In der "Therapie" therapiert sich der Psychiater Viktor Larenz mit Hilfe, der von ihm erdachten Figur Anna Spiegel, selbst. Dazu zieht er sich auf die - ebenfalls erdachte - Insel Parkum zurück. (In Wahrheit liegt sein Körper als schwerstkranker Patient in einem Klinikbett der Parkum Klinik.)

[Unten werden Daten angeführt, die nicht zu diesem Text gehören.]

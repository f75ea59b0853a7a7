//! Prometheus metrics HTTP endpoint
//!
//! Exposes pipeline metrics in Prometheus text format at /metrics and a
//! liveness probe at /health. Uses hyper for the HTTP server.

use crate::infra::metrics::{Metrics, MetricsSummary, METRICS_BUCKET_BOUNDS, METRICS_NUM_BUCKETS};
use bytes::Bytes;
use http_body_util::Full;
use hyper::server::conn::http1;
use hyper::service::service_fn;
use hyper::{Method, Request, Response, StatusCode};
use hyper_util::rt::TokioIo;
use std::convert::Infallible;
use std::fmt::Write;
use std::net::SocketAddr;
use std::sync::Arc;
use tokio::net::TcpListener;
use tokio::sync::watch;
use tracing::{error, info};

/// Prometheus metric type
enum MetricType {
    Counter,
    Gauge,
}

impl MetricType {
    fn as_str(&self) -> &'static str {
        match self {
            MetricType::Counter => "counter",
            MetricType::Gauge => "gauge",
        }
    }
}

/// Write a simple metric (counter or gauge) with site label
fn write_metric(
    output: &mut String,
    name: &str,
    help: &str,
    typ: MetricType,
    site: &str,
    val: u64,
) {
    let _ = writeln!(output, "# HELP {name} {help}");
    let _ = writeln!(output, "# TYPE {name} {}", typ.as_str());
    let _ = writeln!(output, "{name}{{site=\"{site}\"}} {val}");
}

/// Write a histogram metric with buckets, sum, and count
fn write_histogram(
    output: &mut String,
    name: &str,
    help: &str,
    site: &str,
    buckets: &[u64; METRICS_NUM_BUCKETS],
    avg: u64,
) {
    let _ = writeln!(output, "# HELP {name} {help}");
    let _ = writeln!(output, "# TYPE {name} histogram");

    let mut cumulative = 0u64;
    for (i, &bound) in METRICS_BUCKET_BOUNDS.iter().enumerate() {
        cumulative += buckets[i];
        let _ = writeln!(output, "{name}_bucket{{site=\"{site}\",le=\"{bound}\"}} {cumulative}");
    }
    cumulative += buckets[METRICS_NUM_BUCKETS - 1];
    let _ = writeln!(output, "{name}_bucket{{site=\"{site}\",le=\"+Inf\"}} {cumulative}");

    let count: u64 = buckets.iter().sum();
    let sum = avg * count;
    let _ = writeln!(output, "{name}_sum{{site=\"{site}\"}} {sum}");
    let _ = writeln!(output, "{name}_count{{site=\"{site}\"}} {count}");
}

/// Format metrics in Prometheus text exposition format
fn format_prometheus_metrics(metrics: &Metrics, site_id: &str) -> String {
    let summary = metrics.report();
    let mut output = String::with_capacity(4096);

    write_ingest_metrics(&mut output, site_id, &summary);
    write_publish_metrics(&mut output, site_id, &summary);
    write_doorway_metrics(&mut output, site_id, &summary);

    output
}

fn write_ingest_metrics(output: &mut String, site: &str, summary: &MetricsSummary) {
    write_metric(
        output,
        "occupancy_lines_total",
        "Raw sensor lines read",
        MetricType::Counter,
        site,
        summary.lines_total,
    );
    write_metric(
        output,
        "occupancy_parse_errors_total",
        "Lines skipped as malformed",
        MetricType::Counter,
        site,
        summary.parse_errors_total,
    );
    write_metric(
        output,
        "occupancy_lines_filtered_total",
        "Lines ignored by doorway mode",
        MetricType::Counter,
        site,
        summary.lines_filtered_total,
    );
    write_metric(
        output,
        "occupancy_enters_total",
        "ENTER crossings detected",
        MetricType::Counter,
        site,
        summary.enters_total,
    );
    write_metric(
        output,
        "occupancy_exits_total",
        "EXIT crossings detected",
        MetricType::Counter,
        site,
        summary.exits_total,
    );
    write_metric(
        output,
        "occupancy_snapshots_total",
        "Occupancy snapshots produced",
        MetricType::Counter,
        site,
        summary.snapshots_total,
    );
    write_metric(
        output,
        "occupancy_source_reconnects_total",
        "Sensor source reopen attempts",
        MetricType::Counter,
        site,
        summary.source_reconnects_total,
    );
}

fn write_publish_metrics(output: &mut String, site: &str, summary: &MetricsSummary) {
    write_metric(
        output,
        "occupancy_publish_ok_total",
        "Store writes that succeeded",
        MetricType::Counter,
        site,
        summary.publish_ok_total,
    );
    write_metric(
        output,
        "occupancy_publish_failed_total",
        "Store writes abandoned after retries",
        MetricType::Counter,
        site,
        summary.publish_failed_total,
    );
    write_metric(
        output,
        "occupancy_publish_retries_total",
        "Store write retries",
        MetricType::Counter,
        site,
        summary.publish_retries_total,
    );
    write_metric(
        output,
        "occupancy_publish_dropped_total",
        "Publish jobs dropped by backpressure",
        MetricType::Counter,
        site,
        summary.publish_dropped_total,
    );
    write_metric(
        output,
        "occupancy_publish_queue_depth",
        "Jobs waiting in the publish queue",
        MetricType::Gauge,
        site,
        summary.publish_queue_depth,
    );
    write_histogram(
        output,
        "occupancy_publish_latency_ms",
        "Store write latency in milliseconds",
        site,
        &summary.publish_latency_buckets,
        summary.publish_latency_avg_ms,
    );
}

fn write_doorway_metrics(output: &mut String, site: &str, summary: &MetricsSummary) {
    let _ = writeln!(output, "# HELP occupancy_count Current occupancy per doorway");
    let _ = writeln!(output, "# TYPE occupancy_count gauge");
    for (doorway, gauge) in &summary.doorways {
        let _ = writeln!(
            output,
            "occupancy_count{{site=\"{site}\",doorway=\"{doorway}\",room=\"{}\"}} {}",
            gauge.room_id, gauge.occupancy
        );
    }

    let _ = writeln!(output, "# HELP occupancy_crowdiness_index Latest crowdiness per doorway");
    let _ = writeln!(output, "# TYPE occupancy_crowdiness_index gauge");
    for (doorway, gauge) in &summary.doorways {
        if let Some(index) = gauge.crowdiness_index {
            let _ = writeln!(
                output,
                "occupancy_crowdiness_index{{site=\"{site}\",doorway=\"{doorway}\",room=\"{}\"}} {index:.6}",
                gauge.room_id
            );
        }
    }

    let _ = writeln!(output, "# HELP occupancy_debounce_seconds Current adaptive debounce window");
    let _ = writeln!(output, "# TYPE occupancy_debounce_seconds gauge");
    for (doorway, gauge) in &summary.doorways {
        let _ = writeln!(
            output,
            "occupancy_debounce_seconds{{site=\"{site}\",doorway=\"{doorway}\"}} {:.3}",
            gauge.debounce_secs
        );
    }
}

fn text_response(status: StatusCode, body: impl Into<Bytes>) -> Response<Full<Bytes>> {
    let mut response = Response::new(Full::new(body.into()));
    *response.status_mut() = status;
    response
}

/// Handle HTTP requests
async fn handle_request(
    req: Request<hyper::body::Incoming>,
    metrics: Arc<Metrics>,
    site_id: Arc<String>,
) -> Result<Response<Full<Bytes>>, Infallible> {
    match (req.method(), req.uri().path()) {
        (&Method::GET, "/metrics") => {
            let body = format_prometheus_metrics(&metrics, &site_id);
            let mut response = text_response(StatusCode::OK, body);
            if let Ok(value) = "text/plain; version=0.0.4; charset=utf-8".parse() {
                response.headers_mut().insert(hyper::header::CONTENT_TYPE, value);
            }
            Ok(response)
        }
        (&Method::GET, "/health") => Ok(text_response(StatusCode::OK, "ok")),
        _ => Ok(text_response(StatusCode::NOT_FOUND, "Not Found")),
    }
}

/// Start the Prometheus metrics HTTP server
pub async fn start_metrics_server(
    port: u16,
    metrics: Arc<Metrics>,
    site_id: String,
    mut shutdown: watch::Receiver<bool>,
) -> std::io::Result<()> {
    let addr = SocketAddr::from(([0, 0, 0, 0], port));
    let listener = TcpListener::bind(addr).await?;
    let site_id = Arc::new(site_id);

    info!(port = %port, site = %site_id, "prometheus_metrics_server_started");

    loop {
        tokio::select! {
            result = listener.accept() => {
                match result {
                    Ok((stream, _addr)) => {
                        let io = TokioIo::new(stream);
                        let metrics = metrics.clone();
                        let site_id = site_id.clone();

                        tokio::spawn(async move {
                            let service = service_fn(move |req| {
                                handle_request(req, metrics.clone(), site_id.clone())
                            });

                            if let Err(e) = http1::Builder::new()
                                .serve_connection(io, service)
                                .await
                            {
                                error!(error = %e, "prometheus_http_error");
                            }
                        });
                    }
                    Err(e) => {
                        error!(error = %e, "prometheus_accept_error");
                    }
                }
            }
            _ = shutdown.changed() => {
                if *shutdown.borrow() {
                    info!("prometheus_metrics_server_shutdown");
                    return Ok(());
                }
            }
        }
    }
}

Diese "Insel Parkum" hätte ich für mich - für uns manchmal auch gerne... Abgeschieden. Am Meer. Ein kleines Haus zwischen den Dünen. Hinterm Haus beginnt der Kiefernwald. Vor dem Häuschen Sanddünen und der Blick auf Strand und Meer. Ein gutes Stück zur linken Seite ein kleiner Dorfladen am Pier, wo man alles kaufen kann, was man benötig. Am Pier kann man nicht nur Ankommen. Man könnte auch wieder Abfahren, wenn man das denn  möchte. Vom Häuschen aus weiter rechts irgendwo am Strand lang, wohnt ein guter Freund, welcher hin und wieder ein schönes Gespräch zu schätzen weiß. Man kennt sich - man hilft sich. Aber man geht sich nicht auf die Nerven.
Ein Begleiter, wie einen Hund, gäbe es vielleicht auch... Fertig.

Dort könnte ich mit uns allen bleiben, so lange es uns beliebt. Nicht nur Minuten im Rahmen einer Übung ala "innerer, sicherer Ort" - sondern so lange es uns allen beliebt. Durchgehend.
Ohne Schmerz. Ohne Trauer. Ohne Alpträume. Ohne Elternbegegnungen. Ohne Angst. Ohne Anforderungen. Ohne Ärzte- und Therapeutenmangel. Ohne Furcht vor der Zukunft. Ohne Sorgen...
Natürlich betröge mich solch eine  vollkommene, innere Emigration um das wahre Leben! Damit ist es auch wieder nur eine Form des Überlebens. Immerhin täte nichts weh und es gäbe Ruhe... sehr viel Ruhe, bis auf das Rauschen der Wellen und der Baumkronen.